[INFORMATION]

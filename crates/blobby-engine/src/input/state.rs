use std::collections::HashSet;

use super::frame::InputFrame;
use super::types::{
    InputEvent,
    Key,
    KeyState,
    Modifiers,
    MouseButton,
    MouseButtonState,
    PointerButtonEvent,
    PointerMoveEvent,
};

/// Current input state for the window.
///
/// Holds "is down" information and current pointer position.
/// Per-frame transitions are recorded into an `InputFrame`.
#[derive(Debug, Default)]
pub struct InputState {
    pub modifiers: Modifiers,

    pub focused: bool,

    /// Pointer position in logical pixels.
    pub pointer_pos: Option<(f32, f32)>,

    pub keys_down: HashSet<Key>,

    pub buttons_down: HashSet<MouseButton>,
}

impl InputState {
    /// Applies a platform-agnostic input event to the current state and writes deltas to `frame`.
    pub fn apply_event(&mut self, frame: &mut InputFrame, ev: InputEvent) {
        match &ev {
            InputEvent::ModifiersChanged(m) => {
                self.modifiers = *m;
            }

            InputEvent::Focused(f) => {
                self.focused = *f;
                if !*f {
                    // On focus loss, clear "down" sets so nothing stays stuck.
                    self.keys_down.clear();
                    self.buttons_down.clear();
                }
            }

            InputEvent::PointerMoved(PointerMoveEvent { x, y }) => {
                if let Some((px, py)) = self.pointer_pos {
                    frame.pointer_delta.0 += x - px;
                    frame.pointer_delta.1 += y - py;
                }
                self.pointer_pos = Some((*x, *y));
            }

            InputEvent::PointerLeft => {
                self.pointer_pos = None;
            }

            InputEvent::Key {
                key,
                state,
                modifiers,
                repeat,
            } => {
                self.modifiers = *modifiers;

                match state {
                    KeyState::Pressed if *repeat => {
                        frame.keys_repeated.insert(*key);
                    }
                    KeyState::Pressed => {
                        if self.keys_down.insert(*key) {
                            frame.keys_pressed.insert(*key);
                        }
                    }
                    KeyState::Released => {
                        if self.keys_down.remove(key) {
                            frame.keys_released.insert(*key);
                        }
                    }
                }
            }

            InputEvent::PointerButton(PointerButtonEvent {
                button,
                state,
                x,
                y,
                modifiers,
            }) => {
                self.pointer_pos = Some((*x, *y));
                self.modifiers = *modifiers;

                match state {
                    MouseButtonState::Pressed => {
                        if self.buttons_down.insert(*button) {
                            frame.buttons_pressed.insert(*button);
                        }
                    }
                    MouseButtonState::Released => {
                        if self.buttons_down.remove(button) {
                            frame.buttons_released.insert(*button);
                        }
                    }
                }
            }

            InputEvent::MouseWheel { delta, modifiers } => {
                self.modifiers = *modifiers;
                frame.wheel_lines += delta.lines_y();
            }
        }

        frame.push_event(ev);
    }

    pub fn key_down(&self, key: Key) -> bool {
        self.keys_down.contains(&key)
    }

    pub fn button_down(&self, btn: MouseButton) -> bool {
        self.buttons_down.contains(&btn)
    }
}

[/INFORMATION]

## ABOUT THIS TASK
Start at the first line of the entries above. Set down each line exactly through the one with "frame.keys_repeated.insert(*key);", and stop there.

## SOLUTION TO THIS EXERCISE
filename crates/blobby-engine/src/input/state.rs
use std::collections::HashSet;

use super::frame::InputFrame;
use super::types::{
    InputEvent,
    Key,
    KeyState,
    Modifiers,
    MouseButton,
    MouseButtonState,
    PointerButtonEvent,
    PointerMoveEvent,
};

/// Current input state for the window.
///
/// Holds "is down" information and current pointer position.
/// Per-frame transitions are recorded into an `InputFrame`.
#[derive(Debug, Default)]
pub struct InputState {
    pub modifiers: Modifiers,

    pub focused: bool,

    /// Pointer position in logical pixels.
    pub pointer_pos: Option<(f32, f32)>,

    pub keys_down: HashSet<Key>,

    pub buttons_down: HashSet<MouseButton>,
}

impl InputState {
    /// Applies a platform-agnostic input event to the current state and writes deltas to `frame`.
    pub fn apply_event(&mut self, frame: &mut InputFrame, ev: InputEvent) {
        match &ev {
            InputEvent::ModifiersChanged(m) => {
                self.modifiers = *m;
            }

            InputEvent::Focused(f) => {
                self.focused = *f;
                if !*f {
                    // On focus loss, clear "down" sets so nothing stays stuck.
                    self.keys_down.clear();
                    self.buttons_down.clear();
                }
            }

            InputEvent::PointerMoved(PointerMoveEvent { x, y }) => {
                if let Some((px, py)) = self.pointer_pos {
                    frame.pointer_delta.0 += x - px;
                    frame.pointer_delta.1 += y - py;
                }
                self.pointer_pos = Some((*x, *y));
            }

            InputEvent::PointerLeft => {
                self.pointer_pos = None;
            }

            InputEvent::Key {
                key,
                state,
                modifiers,
                repeat,
            } => {
                self.modifiers = *modifiers;

                match state {
                    KeyState::Pressed if *repeat => {
                        frame.keys_repeated.insert(*key);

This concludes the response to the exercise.